Synergy: "I had forgetten completely about that... The ARP table. Chances are, your 2600 doesn't have a memory upgrade, so it's very likely that the arp table is filling up, causing the router to go into brainlock trying to deal with them all... That would explain why the system progressively gets worse after a reboot."

I wondered about that -- ARP cache growth -- but couldn't see why it would overwhelm even an anemic 2600 unless Code Red was generating a broadcast in its random scan (maybe it is) or unless @HOME is supernetted such that it has huge numbers of hosts on each customer net (that may be the case for all I know).

Anyhow, I looked again and found CIAC/Cisco advisories that smell very much like what Doug describes. The CIAC advisory:

"The nature of the "Code Red" worm's scan of random IP addresses and the resulting sharp increase in network traffic can noticeably affect Cisco routers running Cisco IOS software, depending on the device, its current configuration, and the topology of the network. Unusually high CPU utilization and memory starvation may occur, and it can be mitigated in many cases simply by refining the configuration. Troubleshooting and configuration
recommendations are available at this location: http://www.cisco.com/warp/public/63/ts_codred_worm.shtml"

"high CPU utilization and memory starvation" -- perfect. Still I said ARP? broadcasts? So looked at that Cisco URL? In fact one explanation is along the lines of:

"Reducing ARP Input Memory Usage...
A huge memory usage in ARP Input occurs when there is a static route pointing to a broadcast interface, such as the following: ip route 0.0.0.0 0.0.0.0 Vlan3

Every packet for the default route will be sent to the VLAN3, but since there is no next hop IP address specified, the router will send an ARP request for the destination IP address, and the next hop router for that destination will reply with its own MAC address, unless proxy ARP is disabled. This creates an additional entry in the ARP table where the destination IP address of the packet will be mapped to the next-hop MAC address. Since the "Code Red" worm sends packets to random IP addresses, this adds a new ARP entry for each random destination address and consumes more and more memory under the ARP Input process."

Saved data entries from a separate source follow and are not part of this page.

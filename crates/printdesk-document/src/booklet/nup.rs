// SPDX-License-Identifier: PMPL-1.0-or-later
// Copyright (c) 2026 Jonathan D.A. Jewell (hyperpolymath) <jonathan.jewell@open.ac.uk>
//
// N-up planner: several source pages on each output page, in reading order.
//
// Output page k holds source pages k*n .. k*n + n - 1, filled row by row
// from the top-left cell. Each source page is scaled uniformly to fit its
// cell and centred in it. Cells past the last source page stay empty.

use printdesk_core::error::{PrintdeskError, Result};
use printdesk_core::types::NUpGrid;
use serde::{Deserialize, Serialize};

use super::compose::SheetSize;
use crate::pdf::library::Placement;

/// Plan for printing a document n-up.
#[derive(Debug, Clone, Copy, PartialEq, Eq, Serialize, Deserialize)]
pub struct NUpLayout {
    /// Pages in the source document.
    pub page_count: u32,
    pub grid: NUpGrid,
    /// Output pages (sheet sides) produced.
    pub sheets_needed: u32,
    /// Empty cells on the last output page.
    pub blank_slots: u32,
}

impl NUpLayout {
    /// `(slot, source index)` pairs drawn on 0-based output page `sheet`.
    /// Both are 0-based; slots count row by row from the top-left.
    pub fn pages_on_sheet(&self, sheet: u32) -> impl Iterator<Item = (u32, u32)> + '_ {
        let per_sheet = self.grid.pages_per_sheet();
        let first = sheet * per_sheet;
        (0..per_sheet)
            .map(move |slot| (slot, first + slot))
            .filter(move |&(_, index)| index < self.page_count)
    }
}

/// Plan an n-up document of `page_count` pages.
///
/// Fails with `InvalidInput` if `page_count` is 0.
pub fn compute_nup_layout(page_count: u32, grid: NUpGrid) -> Result<NUpLayout> {
    if page_count == 0 {
        return Err(PrintdeskError::InvalidInput(
            "page count must be at least 1".into(),
        ));
    }
    let per_sheet = grid.pages_per_sheet();
    let sheets_needed = page_count.div_ceil(per_sheet);
    Ok(NUpLayout {
        page_count,
        grid,
        sheets_needed,
        blank_slots: sheets_needed * per_sheet - page_count,
    })
}

/// `sheet` turned to suit `grid`: landscape for wider-than-tall grids,
/// portrait otherwise.
pub fn sheet_for_grid(sheet: SheetSize, grid: NUpGrid) -> SheetSize {
    let (long, short) = if sheet.width >= sheet.height {
        (sheet.width, sheet.height)
    } else {
        (sheet.height, sheet.width)
    };
    if grid.is_landscape() {
        SheetSize {
            width: long,
            height: short,
        }
    } else {
        SheetSize {
            width: short,
            height: long,
        }
    }
}

/// Placement of a source page of `source_size` in grid cell `slot`.
pub fn cell_placement(
    sheet: SheetSize,
    grid: NUpGrid,
    slot: u32,
    source_size: (f32, f32),
) -> Placement {
    let cell_width = sheet.width / grid.columns as f32;
    let cell_height = sheet.height / grid.rows as f32;
    let column = (slot % grid.columns) as f32;
    let row = (slot / grid.columns) as f32;

    let (w, h) = source_size;
    let scale = if w > 0.0 && h > 0.0 {
        (cell_width / w).min(cell_height / h)
    } else {
        1.0
    };
    let (width, height) = (w * scale, h * scale);

    // PDF space grows upwards, so row 0 is the top band of the sheet.
    let cell_bottom = sheet.height - (row + 1.0) * cell_height;
    Placement {
        x: column * cell_width + (cell_width - width) / 2.0,
        y: cell_bottom + (cell_height - height) / 2.0,
        width,
        height,
    }
}
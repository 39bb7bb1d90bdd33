// SPDX-License-Identifier: PMPL-1.0-or-later
// Copyright (c) 2026 Jonathan D.A. Jewell (hyperpolymath) <jonathan.jewell@open.ac.uk>
//
// printdesk-server: the HTTP boundary.
//
// Accepts PDF uploads, previews booklet layouts, composes booklets and hands
// documents to the remote print submitter. Uploaded files live in the upload
// directory only for the duration of their request.

pub mod config;
pub mod dto;
pub mod error;
pub mod handlers;
pub mod routes;
pub mod state;
pub mod uploads;

pub use error::ApiError;
pub use routes::create_router;
pub use state::AppState;
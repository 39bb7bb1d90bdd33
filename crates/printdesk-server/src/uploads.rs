// SPDX-License-Identifier: PMPL-1.0-or-later
// Copyright (c) 2026 Jonathan D.A. Jewell (hyperpolymath) <jonathan.jewell@open.ac.uk>
//
// Local upload directory discipline.
//
// Each request owns a `JobFiles` that hands out unique paths inside the
// upload directory and deletes every one of them when the request finishes,
// however it finishes. Handlers return their response after the guard has
// dropped, so no file outlives the response.
//
// Dropping the guard also cancels its token. Blocking renders started
// through `render_blocking` check that token when they finish and delete
// their own output, so a client that disconnects mid-compose leaves nothing
// behind.

use std::io::ErrorKind;
use std::path::{Path, PathBuf};

use axum::extract::Multipart;
use axum::extract::multipart::Field;
use tokio::io::AsyncWriteExt;
use tokio_util::sync::CancellationToken;
use tracing::{debug, warn};
use uuid::Uuid;

use printdesk_core::error::Result as DomainResult;
use printdesk_core::integrity::Fingerprinter;
use printdesk_core::validation::SubmissionForm;

use crate::error::ApiError;

/// Temporary files belonging to one request.
#[derive(Debug)]
pub struct JobFiles {
    dir: PathBuf,
    id: Uuid,
    paths: Vec<PathBuf>,
    cancel: CancellationToken,
}

impl JobFiles {
    pub fn new(dir: impl Into<PathBuf>) -> Self {
        Self {
            dir: dir.into(),
            id: Uuid::new_v4(),
            paths: Vec::new(),
            cancel: CancellationToken::new(),
        }
    }

    /// Token cancelled when the guard drops.
    pub fn cancellation(&self) -> CancellationToken {
        self.cancel.clone()
    }

    /// A fresh path `<dir>/<request id><suffix>`, deleted with the guard.
    pub fn allocate(&mut self, suffix: &str) -> PathBuf {
        let path = self.dir.join(format!("{}{}", self.id, suffix));
        self.paths.push(path.clone());
        path
    }

    pub fn paths(&self) -> &[PathBuf] {
        &self.paths
    }

    /// Delete every allocated file that exists.
    pub fn remove_all(&mut self) {
        for path in self.paths.drain(..) {
            match std::fs::remove_file(&path) {
                Ok(()) => debug!(path = %path.display(), "removed temporary file"),
                Err(err) if err.kind() == ErrorKind::NotFound => {}
                Err(err) => warn!(path = %path.display(), %err, "could not remove temporary file"),
            }
        }
    }
}

impl Drop for JobFiles {
    fn drop(&mut self) {
        // Cancel first: a render that finishes after this point sees the
        // token and removes its own output.
        self.cancel.cancel();
        self.remove_all();
    }
}

/// Run `render` on the blocking pool, writing to `output`.
///
/// If the owning request is dropped while `render` runs, the file it
/// writes is deleted as soon as it returns.
pub async fn render_blocking<T, F>(
    files: &JobFiles,
    output: PathBuf,
    render: F,
) -> Result<T, ApiError>
where
    F: FnOnce(&Path) -> DomainResult<T> + Send + 'static,
    T: Send + 'static,
{
    let cancel = files.cancellation();
    let rendered = tokio::task::spawn_blocking(move || {
        let result = render(&output);
        if cancel.is_cancelled() {
            discard(&output);
        }
        result
    })
    .await??;
    Ok(rendered)
}

fn discard(path: &Path) {
    match std::fs::remove_file(path) {
        Ok(()) => debug!(path = %path.display(), "discarded output of abandoned request"),
        Err(err) if err.kind() == ErrorKind::NotFound => {}
        Err(err) => warn!(path = %path.display(), %err, "could not remove abandoned output"),
    }
}

/// A file received from a multipart form and written to disk.
#[derive(Debug)]
pub struct StoredUpload {
    pub path: PathBuf,
    pub bytes: u64,
    pub fingerprint: String,
}

/// Fields of a print submission form.
#[derive(Debug, Default)]
pub struct SubmissionUpload {
    pub file: Option<StoredUpload>,
    pub form: SubmissionForm,
}

/// Read a submission form, streaming its `file` field into `files`.
///
/// Text fields are collected into a [`SubmissionForm`]; unknown fields are
/// ignored. A file larger than `max_bytes` is rejected with 413.
pub async fn read_submission(
    multipart: &mut Multipart,
    files: &mut JobFiles,
    max_bytes: usize,
) -> Result<SubmissionUpload, ApiError> {
    let mut upload = SubmissionUpload::default();

    while let Some(field) = multipart.next_field().await? {
        let name = field.name().unwrap_or_default().to_string();
        match name.as_str() {
            "file" if upload.file.is_none() => {
                let path = files.allocate(".pdf");
                upload.file = Some(store_field(field, &path, max_bytes).await?);
            }
            "server" => upload.form.server = Some(field.text().await?),
            "username" => upload.form.username = Some(field.text().await?),
            "password" => upload.form.password = Some(field.text().await?),
            "enableBooklet" => upload.form.enable_booklet = Some(field.text().await?),
            "duplex" => upload.form.duplex = Some(field.text().await?),
            "copies" => upload.form.copies = Some(field.text().await?),
            "printer" => upload.form.printer = Some(field.text().await?),
            "pageRange" => upload.form.page_range = Some(field.text().await?),
            "paperSize" => upload.form.paper_size = Some(field.text().await?),
            "orientation" => upload.form.orientation = Some(field.text().await?),
            "pagesPerSheet" => upload.form.pages_per_sheet = Some(field.text().await?),
            _ => debug!(field = %name, "ignoring form field"),
        }
    }

    Ok(upload)
}

/// Read just the `file` field into memory.
pub async fn read_file_bytes(
    multipart: &mut Multipart,
    max_bytes: usize,
) -> Result<Option<Vec<u8>>, ApiError> {
    while let Some(mut field) = multipart.next_field().await? {
        if field.name() != Some("file") {
            continue;
        }
        let mut data = Vec::new();
        while let Some(chunk) = field.chunk().await? {
            if data.len() + chunk.len() > max_bytes {
                return Err(ApiError::too_large(max_bytes));
            }
            data.extend_from_slice(&chunk);
        }
        return Ok(Some(data));
    }
    Ok(None)
}

async fn store_field(
    mut field: Field<'_>,
    path: &Path,
    max_bytes: usize,
) -> Result<StoredUpload, ApiError> {
    let mut file = tokio::fs::File::create(path).await?;
    let mut fingerprint = Fingerprinter::new();
    let mut written: u64 = 0;

    while let Some(chunk) = field.chunk().await? {
        written += chunk.len() as u64;
        if written > max_bytes as u64 {
            return Err(ApiError::too_large(max_bytes));
        }
        fingerprint.update(&chunk);
        file.write_all(&chunk).await?;
    }
    file.flush().await?;

    Ok(StoredUpload {
        path: path.to_path_buf(),
        bytes: written,
        fingerprint: fingerprint.finish_short(),
    })
}

#[cfg(test)]
mod tests {
    use std::time::Duration;

    use super::*;

    #[test]
    fn allocated_paths_are_unique_and_removed_on_drop() {
        let dir = tempfile::tempdir().expect("tempdir");
        let (a, b) = {
            let mut files = JobFiles::new(dir.path());
            let a = files.allocate(".pdf");
            let b = files.allocate("_booklet.pdf");
            assert_ne!(a, b);
            std::fs::write(&a, b"x").expect("write a");
            std::fs::write(&b, b"y").expect("write b");
            (a, b)
        };
        assert!(!a.exists());
        assert!(!b.exists());
    }

    #[test]
    fn missing_files_are_not_an_error() {
        let dir = tempfile::tempdir().expect("tempdir");
        let mut files = JobFiles::new(dir.path());
        files.allocate(".pdf");
        files.remove_all();
        assert!(files.paths().is_empty());
    }

    #[test]
    fn separate_requests_never_share_paths() {
        let mut first = JobFiles::new("uploads");
        let mut second = JobFiles::new("uploads");
        assert_ne!(first.allocate(".pdf"), second.allocate(".pdf"));
    }

    #[test]
    fn dropping_the_guard_cancels_its_token() {
        let files = JobFiles::new("uploads");
        let token = files.cancellation();
        assert!(!token.is_cancelled());
        drop(files);
        assert!(token.is_cancelled());
    }

    #[tokio::test]
    async fn render_output_is_kept_while_the_request_lives() {
        let dir = tempfile::tempdir().expect("tempdir");
        let mut files = JobFiles::new(dir.path());
        let output = files.allocate("_booklet.pdf");

        let len = render_blocking(&files, output.clone(), |path| {
            std::fs::write(path, b"%PDF-1.7")?;
            Ok(8)
        })
        .await
        .expect("render");
        assert_eq!(len, 8);
        assert!(output.exists());

        drop(files);
        assert!(!output.exists());
    }

    #[tokio::test]
    async fn render_finishing_after_the_request_is_gone_removes_its_output() {
        let dir = tempfile::tempdir().expect("tempdir");
        let mut files = JobFiles::new(dir.path());
        let output = files.allocate("_booklet.pdf");

        let (release_tx, release_rx) = std::sync::mpsc::channel::<()>();
        let (written_tx, written_rx) = std::sync::mpsc::channel::<()>();
        let render = render_blocking(&files, output.clone(), move |path| {
            let _ = release_rx.recv();
            std::fs::write(path, b"%PDF-1.7")?;
            let _ = written_tx.send(());
            Ok(())
        });

        // The client goes away while the render is still blocked.
        let abandoned = tokio::time::timeout(Duration::from_millis(50), render).await;
        assert!(abandoned.is_err());
        drop(files);

        release_tx.send(()).expect("release render");
        tokio::task::spawn_blocking(move || written_rx.recv_timeout(Duration::from_secs(5)))
            .await
            .expect("join")
            .expect("render wrote its output");

        let deadline = tokio::time::Instant::now() + Duration::from_secs(5);
        while output.exists() && tokio::time::Instant::now() < deadline {
            tokio::time::sleep(Duration::from_millis(10)).await;
        }
        assert!(!output.exists());
        assert_eq!(std::fs::read_dir(dir.path()).expect("read dir").count(), 0);
    }
}
// SPDX-License-Identifier: PMPL-1.0-or-later
// Copyright (c) 2026 Jonathan D.A. Jewell (hyperpolymath) <jonathan.jewell@open.ac.uk>
//
// End-to-end submission through the public API, against the scripted
// transport.

use std::io::Write;
use std::sync::Arc;

use printdesk_core::config::AppConfig;
use printdesk_core::error::PrintdeskError;
use printdesk_core::types::{PrintCredential, PrinterOptions, SubmissionState};
use printdesk_core::validation::SubmissionForm;
use printdesk_print::command::shell_quote;
use printdesk_print::stub::{ScriptedTransport, StubFailure};
use printdesk_print::{CommandOutput, Submitter, SubmitterSettings};

fn pdf_file() -> tempfile::NamedTempFile {
    let mut file = tempfile::NamedTempFile::new().expect("temp file");
    file.write_all(b"%PDF-1.7\n%%EOF\n").expect("write");
    file
}

#[tokio::test]
async fn validated_form_submits_with_quoted_tokens() {
    let config = AppConfig {
        default_queue: Some("psts".into()),
        stale_remote_minutes: None,
        ..AppConfig::default()
    };
    let form = SubmissionForm {
        server: Some("stf".into()),
        username: Some("alice_01".into()),
        password: Some("secret-pass".into()),
        enable_booklet: Some("false".into()),
        duplex: Some("true".into()),
        copies: Some("1; rm -rf /".into()),
        ..SubmissionForm::default()
    };
    let submission = form
        .validate(config.default_queue.as_deref(), config.max_copies)
        .expect("valid form");
    // Malformed copies fall back to a single copy.
    assert_eq!(submission.options.copies, 1);

    let transport = ScriptedTransport::new();
    let submitter = Submitter::new(
        Arc::new(transport.clone()),
        SubmitterSettings::from_config(&config),
    );
    let credential = PrintCredential::with_password(
        config.hosts.host_for(submission.server),
        config.ssh_port,
        submission.username.clone(),
        submission.password.clone(),
    );

    let file = pdf_file();
    let result = submitter
        .submit(credential, file.path(), submission.options)
        .await
        .expect("submit")
        .into_result()
        .expect("print succeeded");

    let log = transport.log();
    assert_eq!(log.targets, vec!["alice_01@stf.comp.nus.edu.sg:22".to_string()]);
    assert_eq!(log.commands.len(), 1);
    let script = &log.commands[0];
    assert!(!script.contains("rm -rf"));
    assert!(script.starts_with("lpr -P psts -o sides=two-sided-long-edge /tmp/printdesk-"));
    assert!(script.contains(&format!("rm -f -- {}", result.remote_path)));
    assert_eq!(result.transitions.last(), Some(&SubmissionState::Closed));
}

#[tokio::test]
async fn failed_print_carries_stderr() {
    let transport = ScriptedTransport::new().respond(CommandOutput {
        stdout: String::new(),
        stderr: "lpr: Error - no default destination available.\n".into(),
        exit_code: 1,
    });
    let submitter = Submitter::new(Arc::new(transport), SubmitterSettings::default());
    let file = pdf_file();

    let err = submitter
        .submit(
            PrintCredential::with_password("stu.example", 22, "bob", "secret-pass"),
            file.path(),
            PrinterOptions::default(),
        )
        .await
        .expect("session completed")
        .into_result()
        .expect_err("print failed");
    assert_eq!(
        err.to_string(),
        "Print command failed (exit code 1): lpr: Error - no default destination available."
    );
}

#[tokio::test]
async fn unreachable_host_is_a_connection_error() {
    let transport = ScriptedTransport::new().fail_connect(StubFailure::Connection);
    let submitter = Submitter::new(Arc::new(transport), SubmitterSettings::default());
    let file = pdf_file();

    let err = submitter
        .submit(
            PrintCredential::with_password("stu.example", 22, "bob", "secret-pass"),
            file.path(),
            PrinterOptions::default(),
        )
        .await
        .expect_err("connect fails");
    assert!(err.is_retriable());
}

#[tokio::test]
async fn connect_timeout_is_retriable_and_runs_nothing() {
    let transport = ScriptedTransport::new().fail_connect(StubFailure::Timeout);
    let submitter = Submitter::new(Arc::new(transport.clone()), SubmitterSettings::default());
    let file = pdf_file();

    let err = submitter
        .submit(
            PrintCredential::with_password("stu.example", 22, "bob", "secret-pass"),
            file.path(),
            PrinterOptions::default(),
        )
        .await
        .expect_err("connect times out");
    assert!(matches!(err, PrintdeskError::Timeout(_)));
    assert!(err.is_retriable());

    let log = transport.log();
    assert_eq!(log.connects, 1);
    assert!(log.uploads.is_empty());
    assert!(log.commands.is_empty());
    assert_eq!(log.closes, 0);
}

#[test]
fn quoting_neutralises_shell_syntax() {
    for hostile in ["1; rm -rf /", "$(reboot)", "`id`", "a && b", "x|y", "q'uote"] {
        let quoted = shell_quote(hostile);
        assert!(quoted.starts_with('\'') && quoted.ends_with('\''), "{hostile}");
    }
}
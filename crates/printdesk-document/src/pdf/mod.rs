// SPDX-License-Identifier: PMPL-1.0-or-later
// Copyright (c) 2026 Jonathan D.A. Jewell (hyperpolymath) <jonathan.jewell@open.ac.uk>
//
// PDF access: the capability trait and its lopdf implementation.

pub mod fixture;
pub mod library;
pub mod lopdf_library;

pub use library::{PageHandle, PdfLibrary, Placement};
pub use lopdf_library::LopdfLibrary;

Behaviorally, this maps pretty well to what Doug describes, but just not sure why an admin on an average network would map static route to broadcast as described. Anyhow, the tech note on that URL lists a whole host of other things that his network person should check out including a bug in an earlier revision of 26xx NAT code.

As above. See below. Will follow with interest. *

Jim

* The shortest possible chart entry that'll qualify a consulting doc to collect their fee! (Not fashioning myself a consulting specialist, but I just love that line!)